Resources are provisioned in a planned manner. This can be demand-based, such as through automatic scaling, or time-based, where demand is predictable and resources are provided based on time. These methods result in the least amount of over-provisioning or under-provisioning.

Level of risk exposed if this best practice is not established: Low

Implementation guidance

There are several ways for AWS customers to increase the resources available to their applications and supply resources to meet the demand. One of these options is to use AWS Instance Scheduler, which automates the starting and stopping of Amazon Elastic Compute Cloud (Amazon EC2) and Amazon Relational Database Service (Amazon RDS) instances. The other option is to use AWS Auto Scaling, which allows you to automatically scale your computing resources based on the demand of your application or service. Supplying resources based on demand will allow you to pay for the resources you use only, reduce cost by launching resources when they are needed, and terminate them when they aren't.

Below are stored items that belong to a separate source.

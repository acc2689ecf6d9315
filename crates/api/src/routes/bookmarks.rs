//! Bookmark CRUD endpoints.

use std::sync::Arc;

use axum::Json;
use axum::extract::rejection::JsonRejection;
use axum::extract::{Path, State};
use axum::http::{StatusCode, header};
use axum::response::IntoResponse;
use bookmark_store::{Bookmark, BookmarkId, BookmarkStore};
use domain::{BookmarkService, CreateBookmark, DomainError};
use serde::{Deserialize, Serialize};

use crate::config::Config;
use crate::error::ApiError;

/// Shared application state accessible from all handlers.
pub struct AppState<S: BookmarkStore> {
    pub bookmarks: BookmarkService<S>,
    pub config: Arc<Config>,
}

// -- Request types --

#[derive(Debug, Deserialize)]
pub struct CreateBookmarkRequest {
    pub title: Option<String>,
    pub url: Option<String>,
    pub desc: Option<String>,
    #[serde(default)]
    pub rating: Option<RatingInput>,
}

/// Rating as sent by clients: a JSON number or a numeric string.
/// Integers and fractions are both accepted.
#[derive(Debug, Deserialize)]
#[serde(untagged)]
pub enum RatingInput {
    Number(f64),
    Text(String),
}

impl RatingInput {
    /// Normalizes the rating. An empty string means "no rating".
    fn into_value(self) -> Result<Option<f64>, ApiError> {
        match self {
            RatingInput::Number(n) => Ok(Some(n)),
            RatingInput::Text(s) if s.trim().is_empty() => Ok(None),
            RatingInput::Text(s) => s.trim().parse().map(Some).map_err(|_| {
                tracing::error!(rating = %s, "rating is not a number");
                ApiError::InvalidData
            }),
        }
    }
}

impl TryFrom<CreateBookmarkRequest> for CreateBookmark {
    type Error = ApiError;

    fn try_from(req: CreateBookmarkRequest) -> Result<Self, Self::Error> {
        let rating = match req.rating {
            Some(input) => input.into_value()?,
            None => None,
        };

        Ok(CreateBookmark {
            title: req.title,
            url: req.url,
            desc: req.desc,
            rating,
        })
    }
}

// -- Response types --

#[derive(Debug, Serialize)]
pub struct BookmarkResponse {
    pub id: String,
    pub title: String,
    pub url: String,
    #[serde(skip_serializing_if = "Option::is_none")]
    pub desc: Option<String>,
    #[serde(skip_serializing_if = "Option::is_none")]
    pub rating: Option<f64>,
}

impl From<Bookmark> for BookmarkResponse {
    fn from(b: Bookmark) -> Self {
        Self {
            id: b.id.to_string(),
            title: b.title,
            url: b.url,
            desc: b.desc,
            rating: b.rating,
        }
    }
}

#[derive(Debug, Serialize)]
pub struct BookmarkCreatedResponse {
    pub id: String,
}

// -- Handlers --

/// GET /bookmarks: list every bookmark.
#[tracing::instrument(skip(state))]
pub async fn list<S: BookmarkStore + 'static>(
    State(state): State<Arc<AppState<S>>>,
) -> Result<Json<Vec<BookmarkResponse>>, ApiError> {
    let bookmarks = state.bookmarks.list_bookmarks().await?;
    Ok(Json(bookmarks.into_iter().map(Into::into).collect()))
}

/// GET /bookmarks/{id}: the matching bookmarks, as an array.
#[tracing::instrument(skip(state))]
pub async fn get<S: BookmarkStore + 'static>(
    State(state): State<Arc<AppState<S>>>,
    Path(id): Path<String>,
) -> Result<Json<Vec<BookmarkResponse>>, ApiError> {
    let matches = state.bookmarks.find_bookmark(&BookmarkId::from(id)).await?;
    if matches.is_empty() {
        return Err(ApiError::NotFound);
    }

    Ok(Json(matches.into_iter().map(Into::into).collect()))
}

/// POST /bookmark: validate and store a new bookmark.
#[tracing::instrument(skip(state, payload))]
pub async fn create<S: BookmarkStore + 'static>(
    State(state): State<Arc<AppState<S>>>,
    payload: Result<Json<CreateBookmarkRequest>, JsonRejection>,
) -> Result<impl IntoResponse, ApiError> {
    let Json(req) = payload.map_err(|rejection| {
        tracing::error!(error = %rejection, "malformed bookmark payload");
        ApiError::InvalidData
    })?;

    let bookmark = state
        .bookmarks
        .create_bookmark(CreateBookmark::try_from(req)?)
        .await?;
    let location = state.config.bookmark_location(&bookmark.id);

    Ok((
        StatusCode::CREATED,
        [(header::LOCATION, location)],
        Json(BookmarkCreatedResponse {
            id: bookmark.id.to_string(),
        }),
    ))
}

/// DELETE /bookmarks/{id}: remove a bookmark.
///
/// Answers 204 whether or not the id matched; an unknown id removes nothing.
#[tracing::instrument(skip(state))]
pub async fn delete<S: BookmarkStore + 'static>(
    State(state): State<Arc<AppState<S>>>,
    Path(id): Path<String>,
) -> Result<StatusCode, ApiError> {
    match state.bookmarks.delete_bookmark(&BookmarkId::from(id)).await {
        Ok(_) => {}
        Err(DomainError::NotFound { id }) => {
            tracing::info!(%id, "no bookmark to delete");
        }
        Err(e) => return Err(e.into()),
    }
    Ok(StatusCode::NO_CONTENT)
}

#[cfg(test)]
mod tests {
    use super::*;

    fn request(json: serde_json::Value) -> CreateBookmarkRequest {
        serde_json::from_value(json).unwrap()
    }

    #[test]
    fn test_rating_forms() {
        let cmd: CreateBookmark = request(serde_json::json!({ "rating": 3 }))
            .try_into()
            .unwrap();
        assert_eq!(cmd.rating, Some(3.0));

        let cmd: CreateBookmark = request(serde_json::json!({ "rating": 4.0 }))
            .try_into()
            .unwrap();
        assert_eq!(cmd.rating, Some(4.0));

        let cmd: CreateBookmark = request(serde_json::json!({ "rating": 2.5 }))
            .try_into()
            .unwrap();
        assert_eq!(cmd.rating, Some(2.5));

        let cmd: CreateBookmark = request(serde_json::json!({ "rating": "4" }))
            .try_into()
            .unwrap();
        assert_eq!(cmd.rating, Some(4.0));

        let cmd: CreateBookmark = request(serde_json::json!({ "rating": " 3.5 " }))
            .try_into()
            .unwrap();
        assert_eq!(cmd.rating, Some(3.5));

        let cmd: CreateBookmark = request(serde_json::json!({ "rating": "" }))
            .try_into()
            .unwrap();
        assert_eq!(cmd.rating, None);

        let cmd: CreateBookmark = request(serde_json::json!({ "rating": null }))
            .try_into()
            .unwrap();
        assert_eq!(cmd.rating, None);

        let cmd: CreateBookmark = request(serde_json::json!({})).try_into().unwrap();
        assert_eq!(cmd.rating, None);
    }

    #[test]
    fn test_non_numeric_rating_is_invalid() {
        let result: Result<CreateBookmark, _> =
            request(serde_json::json!({ "rating": "great" })).try_into();
        assert!(matches!(result, Err(ApiError::InvalidData)));
    }

    #[test]
    fn test_non_scalar_rating_does_not_deserialize() {
        let result =
            serde_json::from_value::<CreateBookmarkRequest>(serde_json::json!({ "rating": [4] }));
        assert!(result.is_err());
    }

    #[test]
    fn test_rating_serializes_as_number() {
        let response = BookmarkResponse::from(Bookmark::new(
            "Half",
            "https://example.com",
            None,
            Some(2.5),
        ));
        let json = serde_json::to_value(&response).unwrap();
        assert_eq!(json["rating"], 2.5);
    }
}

AWS Instance Scheduler allows you to configure the stop and start of your Amazon EC2 and Amazon RDS instances at defined times so that you can meet the demand for the same resources within a consistent time pattern such as every day user access Amazon EC2 instances at eight in the morning that they don’t need after six at night. This solution helps reduce operational cost by stopping resources that are not in use and starting them when they are needed.

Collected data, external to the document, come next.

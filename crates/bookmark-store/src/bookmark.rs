//! The stored bookmark record.

use serde::{Deserialize, Serialize};

use crate::BookmarkId;

/// A stored bookmark record.
///
/// Records are written once on creation and never edited. Field rules
/// (non-empty title, http/https url, rating within 1 to 5) are enforced before a
/// record reaches the store.
#[derive(Debug, Clone, PartialEq, Serialize, Deserialize)]
pub struct Bookmark {
    pub id: BookmarkId,
    pub title: String,
    pub url: String,
    #[serde(default, skip_serializing_if = "Option::is_none")]
    pub desc: Option<String>,
    #[serde(default, skip_serializing_if = "Option::is_none")]
    pub rating: Option<f64>,
}

impl Bookmark {
    /// Creates a bookmark record with a freshly generated id.
    pub fn new(
        title: impl Into<String>,
        url: impl Into<String>,
        desc: Option<String>,
        rating: Option<f64>,
    ) -> Self {
        Self {
            id: BookmarkId::generate(),
            title: title.into(),
            url: url.into(),
            desc,
            rating,
        }
    }
}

        Diagram showing cost optimization using AWS Instance Scheduler.

Cost optimization with AWS Instance Scheduler.

You can also easily configure schedules for your Amazon EC2 instances across your accounts and Regions with a simple user interface (UI) using AWS Systems Manager Quick Setup. You can schedule Amazon EC2 or Amazon RDS instances with AWS Instance Scheduler and you can stop and start existing instances. However, you cannot stop and start instances which are part of your Auto Scaling group (ASG) or that manage services such as Amazon Redshift or Amazon OpenSearch Service. Auto Scaling groups have their own scheduling for the instances in the group and these instances are created.

AWS Auto Scaling helps you adjust your capacity to maintain steady, predictable performance at the lowest possible cost to meet changing demand. It is a fully managed and free service to scale the capacity of your application that integrates with Amazon EC2 instances and Spot Fleets, Amazon ECS, Amazon DynamoDB, and Amazon Aurora. Auto Scaling provides automatic resource discovery to help find resources in your workload that can be configured, it has built-in scaling strategies to optimize performance, costs, or a balance between the two, and provides predictive scaling to assist with regularly occurring spikes.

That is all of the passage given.